As the U.S. State Department prepares to stand up a new office of religious engagement, the working group on faith-based leaders in diplomacy at the upcoming 2013 U.S.-Islamic World Forum will provide an opportunity to reflect on how Washington has dealt with this issue to date and what a new approach might offer. The new office, authorized just as Hillary Clinton was leaving office, represents the culmination of years of work by several State Department officials. They often faced an uphill battle, finding it difficult to convince their colleagues and principals that U.S. foreign policy needed to take religious engagement seriously. To be sure, the basic idea is not a new one. Already in 1995, Doug Johnston had identified religion as the missing dimension of statecraft in a book of the same name. By the 2000s, the promotion of international religious freedom had become a focal point of U.S. foreign policy, but direct engagement with religious actors remained elusive.

Under the Obama administration the situation gradually began to change. The White House and State Department both began to talk about integrating a greater focus on religion and religious actors into their foreign policy efforts. In the aftermath of Obama’s 2009 Cairo Speech, the administration rolled out a set of activities focused on engaging global Muslim communities albeit with mixed results. More interesting and promising were initiatives to build elements of religious engagement training into the coursework taken by outgoing diplomats at the Foreign Services Institute. Within the State Department an informal cadre of like-minded junior and mid-level officials known as the Religion and Foreign Policy Working Group became internal champions of the religious engagement agenda. Their efforts paid off when in 2011 Secretary Clinton decided to establish religion and foreign policy as one of the focus areas for her Strategic Dialogue with Civil Society.

Despite the formidable energy around religion and foreign policy in recent years, the agenda has continued to struggle for a variety of reasons. Because much of the effort seemed to come out of, or be driven by staff associated with, the State Department’s Office for International Religious Freedom, target audiences sometimes found themselves confused between the advocacy of international religious freedom as a value and the much broader concept of integrating greater attention to religious issues and actors across the full range of State Department activity. In short, it became tough for religious engagement to transcend the confines of the Bureau of Democracy, Human Rights, and Labor (DRL) and find advocates within front line regional bureaus.

Another problem centered on how religious engagement was conceived of and put into practice when it did manage to work its way into diplomatic conduct. All too often in my experience many of the mistakes that characterize efforts focused on engaging women in foreign policy and development work carried over into the conceptualization of religious engagement. More specifically, it seemed that outreach to religious actors—like many efforts to work with women—were approached as a “ghettoized” ancillary activity set apart from the main action.

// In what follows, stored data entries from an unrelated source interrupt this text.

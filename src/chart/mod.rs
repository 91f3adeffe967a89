//! Chart-data assembly.
//!
//! Architecture:
//! ```text
//!   (dataset, schema, selection)
//!        │
//!        ▼
//!   ┌──────────────┐
//!   │ availability │  column kinds → allowed chart kinds
//!   └──────────────┘
//!        │
//!        ▼
//!   ┌──────────────────────────┐
//!   │ univariate / bivariate   │  one stats routine per chart
//!   └──────────────────────────┘
//!        │
//!        ▼
//!     ChartData (numeric payload + colour hints)
//! ```

use std::fmt;
use std::str::FromStr;

use serde::{Deserialize, Serialize};

use crate::config::KdeConfig;
use crate::data::model::Dataset;
use crate::data::schema::{ColumnKind, ColumnSchema};
use crate::error::{EdaError, Result};
use crate::stats::correlation::{CorrelationHeatmap, CorrelationMatrix};
use crate::stats::kde::{DensityCurve, DensityGrid, Kde1d};
use crate::stats::profile::{Bin, BoxStats};

pub mod bivariate;
pub mod univariate;

pub use bivariate::bivariate;
pub use univariate::univariate;

// ---------------------------------------------------------------------------
// Chart kinds
// ---------------------------------------------------------------------------

#[derive(Debug, Clone, Copy, PartialEq, Eq, Hash, Serialize, Deserialize)]
#[serde(rename_all = "snake_case")]
pub enum ChartKind {
    Pie,
    Histogram,
    Box,
    Violin,
    Density,
    Scatter,
    Line,
    Bar,
    GroupedBar,
    StackedBar,
    Mosaic,
    Heatmap,
}

impl ChartKind {
    pub const ALL: [ChartKind; 12] = [
        ChartKind::Pie,
        ChartKind::Histogram,
        ChartKind::Box,
        ChartKind::Violin,
        ChartKind::Density,
        ChartKind::Scatter,
        ChartKind::Line,
        ChartKind::Bar,
        ChartKind::GroupedBar,
        ChartKind::StackedBar,
        ChartKind::Mosaic,
        ChartKind::Heatmap,
    ];

    pub fn tag(self) -> &'static str {
        match self {
            ChartKind::Pie => "pie",
            ChartKind::Histogram => "histogram",
            ChartKind::Box => "box",
            ChartKind::Violin => "violin",
            ChartKind::Density => "density",
            ChartKind::Scatter => "scatter",
            ChartKind::Line => "line",
            ChartKind::Bar => "bar",
            ChartKind::GroupedBar => "grouped_bar",
            ChartKind::StackedBar => "stacked_bar",
            ChartKind::Mosaic => "mosaic",
            ChartKind::Heatmap => "heatmap",
        }
    }
}

impl fmt::Display for ChartKind {
    fn fmt(&self, f: &mut fmt::Formatter<'_>) -> fmt::Result {
        f.write_str(self.tag())
    }
}

impl FromStr for ChartKind {
    type Err = EdaError;

    fn from_str(s: &str) -> Result<Self> {
        ChartKind::ALL
            .into_iter()
            .find(|k| k.tag() == s.trim())
            .ok_or_else(|| EdaError::UnknownChart(s.to_string()))
    }
}

/// Charts offered for a single column. The first entry is the default.
pub fn available_univariate(kind: ColumnKind) -> &'static [ChartKind] {
    match kind {
        ColumnKind::Categorical => &[ChartKind::Pie],
        ColumnKind::Numeric => &[
            ChartKind::Histogram,
            ChartKind::Box,
            ChartKind::Violin,
            ChartKind::Density,
            ChartKind::Scatter,
            ChartKind::Line,
        ],
    }
}

/// Charts offered for an x/y column pair. The first entry is the default.
pub fn available_bivariate(x: ColumnKind, y: ColumnKind) -> &'static [ChartKind] {
    use ColumnKind::*;
    match (x, y) {
        (Numeric, Numeric) => &[ChartKind::Scatter, ChartKind::Line, ChartKind::Density],
        (Categorical, Numeric) => &[ChartKind::Box, ChartKind::Violin, ChartKind::Bar],
        (Numeric, Categorical) => &[ChartKind::Box, ChartKind::Violin],
        (Categorical, Categorical) => &[
            ChartKind::GroupedBar,
            ChartKind::StackedBar,
            ChartKind::Mosaic,
            ChartKind::Heatmap,
        ],
    }
}

// ---------------------------------------------------------------------------
// Chart payloads
// ---------------------------------------------------------------------------

#[derive(Debug, Clone, Copy, PartialEq, Eq, Serialize)]
#[serde(rename_all = "snake_case")]
pub enum SeriesMode {
    Markers,
    Lines,
    LinesMarkers,
}

/// Values of one category in a grouped distribution chart.
#[derive(Debug, Clone, PartialEq, Serialize)]
pub struct Group {
    pub label: String,
    pub values: Vec<f64>,
    pub stats: Option<BoxStats>,
    /// Present for violin charts.
    pub density: Option<DensityCurve>,
}

#[derive(Debug, Clone, PartialEq, Serialize)]
pub struct CountSeries {
    pub name: String,
    pub counts: Vec<u64>,
    pub color: String,
}

#[derive(Debug, Clone, PartialEq, Serialize)]
pub struct MosaicSeries {
    pub name: String,
    pub counts: Vec<u64>,
    /// Percent of all rows, per category.
    pub percents: Vec<f64>,
    pub color: String,
}

/// Numeric payload handed to the renderer.
#[derive(Debug, Clone, PartialEq, Serialize)]
#[serde(tag = "type", rename_all = "snake_case")]
pub enum ChartData {
    Pie {
        labels: Vec<String>,
        values: Vec<u64>,
        colors: Vec<String>,
    },
    Histogram {
        bins: Vec<Bin>,
    },
    Box {
        values: Vec<f64>,
        stats: Option<BoxStats>,
    },
    Violin {
        values: Vec<f64>,
        stats: Option<BoxStats>,
        density: Option<DensityCurve>,
    },
    Density {
        density: Option<DensityCurve>,
    },
    Series {
        x: Vec<f64>,
        y: Vec<f64>,
        mode: SeriesMode,
    },
    DensityContour {
        grid: Option<DensityGrid>,
    },
    Grouped {
        groups: Vec<Group>,
        horizontal: bool,
        violin: bool,
    },
    Bar {
        categories: Vec<String>,
        values: Vec<f64>,
    },
    CountBars {
        categories: Vec<String>,
        series: Vec<CountSeries>,
        stacked: bool,
    },
    Mosaic {
        categories: Vec<String>,
        widths: Vec<f64>,
        series: Vec<MosaicSeries>,
    },
    CountHeatmap {
        x: Vec<String>,
        y: Vec<String>,
        z: Vec<Vec<u64>>,
    },
}

// ---------------------------------------------------------------------------
// Shared helpers
// ---------------------------------------------------------------------------

fn unsupported(chart: ChartKind, detail: String) -> EdaError {
    EdaError::UnsupportedChart {
        chart: chart.to_string(),
        detail,
    }
}

/// KDE curve, or `None` when there is nothing to estimate.
fn optional_curve(values: &[f64], config: &KdeConfig) -> Result<Option<DensityCurve>> {
    match Kde1d::fit(values, config) {
        Ok(kde) => Ok(Some(kde.curve())),
        Err(EdaError::EmptySample(_)) => Ok(None),
        Err(e) => Err(e),
    }
}

/// Correlation heatmap over the schema's numeric columns.
///
/// Cells with `|r|` below `threshold` are masked when a threshold is given.
pub fn correlation_heatmap(
    dataset: &Dataset,
    schema: &ColumnSchema,
    threshold: Option<f64>,
) -> Result<CorrelationHeatmap> {
    let matrix = CorrelationMatrix::from_dataset(dataset, &schema.numeric)?;
    Ok(CorrelationHeatmap::new(&matrix, threshold))
}

#[cfg(test)]
mod tests {
    use super::*;

    #[test]
    fn test_defaults_come_first() {
        assert_eq!(available_univariate(ColumnKind::Numeric)[0], ChartKind::Histogram);
        assert_eq!(available_univariate(ColumnKind::Categorical)[0], ChartKind::Pie);
        assert_eq!(
            available_bivariate(ColumnKind::Categorical, ColumnKind::Categorical)[0],
            ChartKind::GroupedBar
        );
        assert!(!available_bivariate(ColumnKind::Numeric, ColumnKind::Categorical)
            .contains(&ChartKind::Bar));
    }

    #[test]
    fn test_chart_tags() {
        for kind in ChartKind::ALL {
            assert_eq!(kind.tag().parse::<ChartKind>().unwrap(), kind);
        }
        assert!(matches!("pie3d".parse::<ChartKind>(), Err(EdaError::UnknownChart(_))));
    }

    #[test]
    fn test_payload_is_tagged() {
        let data = ChartData::Bar {
            categories: vec!["a".into()],
            values: vec![1.5],
        };
        let json = serde_json::to_value(&data).unwrap();
        assert_eq!(json["type"], "bar");
        assert_eq!(json["values"][0], 1.5);
    }
}
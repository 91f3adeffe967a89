use thiserror::Error;

/// Errors raised by the analysis layer.
///
/// Missing or unparseable cells never end up here: they are skipped by the
/// computations. Only structurally invalid input is reported.
#[derive(Debug, Error)]
pub enum EdaError {
    #[error("dataset has no header row")]
    MissingHeader,

    #[error("row {row} has {len} cells but the header has {expected}")]
    RowTooLong {
        row: usize,
        len: usize,
        expected: usize,
    },

    #[error("unknown column '{0}'")]
    UnknownColumn(String),

    #[error("length mismatch: {left} values vs {right} values")]
    LengthMismatch { left: usize, right: usize },

    #[error("no valid samples in {0}")]
    EmptySample(String),

    #[error("zero bandwidth: {0} has a constant value")]
    ZeroBandwidth(String),

    #[error("unknown transform '{0}'")]
    UnknownTransform(String),

    #[error("unknown chart type '{0}'")]
    UnknownChart(String),

    #[error("chart '{chart}' is not available for {detail}")]
    UnsupportedChart { chart: String, detail: String },

    #[error("invalid configuration: {0}")]
    InvalidConfig(String),

    #[error("invalid JSON: {0}")]
    Json(#[from] serde_json::Error),
}

pub type Result<T> = std::result::Result<T, EdaError>;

Meeting with religious actors in this fashion, however, simply reproduced the idea of religion as a marginal space rather than a domain that is central to achieving U.S. foreign policy goals.

A second concern relates to the question of where and when religious engagement is seen to be relevant. It is not uncommon to find religious actors showing up on the radar of U.S. outreach in the context of efforts to address some of the more extreme situations our diplomats face—such as efforts to end conflict or respond to humanitarian disasters. While religious leaders undoubtedly have a key role to play in these tough spots, we also need to realize that they are relevant even when things aren’t burning. Which brings us to the crux of the case for religious engagement as an integral component of advancing U.S. national security and foreign policy interests: as important leaders of society, builders of social capital, and trusted community figureheads, outreach to religious actors and institutions needs to become a routinized part of U.S. diplomacy across all regional and functional domains. Whether we are talking about stabilizing Afghanistan, bringing prosperity to Africa, or achieving democracy in the Arab world, a focus on religion and religious actors needs to be front and center in our diplomacy and development work.

Of course there will be ongoing challenges that need to be tackled. One of the toughest is the legal limit imposed by the constitution on direct U.S. government support for religion. Such restrictions have in the past made some diplomats wary of being too forward leaning in the religious engagement space for fear of finding themselves on the wrong side of the law. Here it is crucial that our front line diplomats and development workers receive clear legal guidance that can enable religious engagement in the course of advancing their mission and our interests while still respecting the Establishment Clause.

The State Department’s new religious engagement office hence has the potential to be genuinely transformational with respect to how the United States does diplomacy. There are already successes that it can build on, such as USAID’s Center for Faith-based and Community Initiatives or some of the frontline engagement efforts undertaken by Rashad Hussain, U.S. Special Envoy to the Organization of Islamic Cooperation—who will be attending this year’s U.S. Islamic World Forum. The relevance of religion in global affairs has never been more apparent, and it is high time that U.S. foreign policy and national security efforts begin to reflect this reality.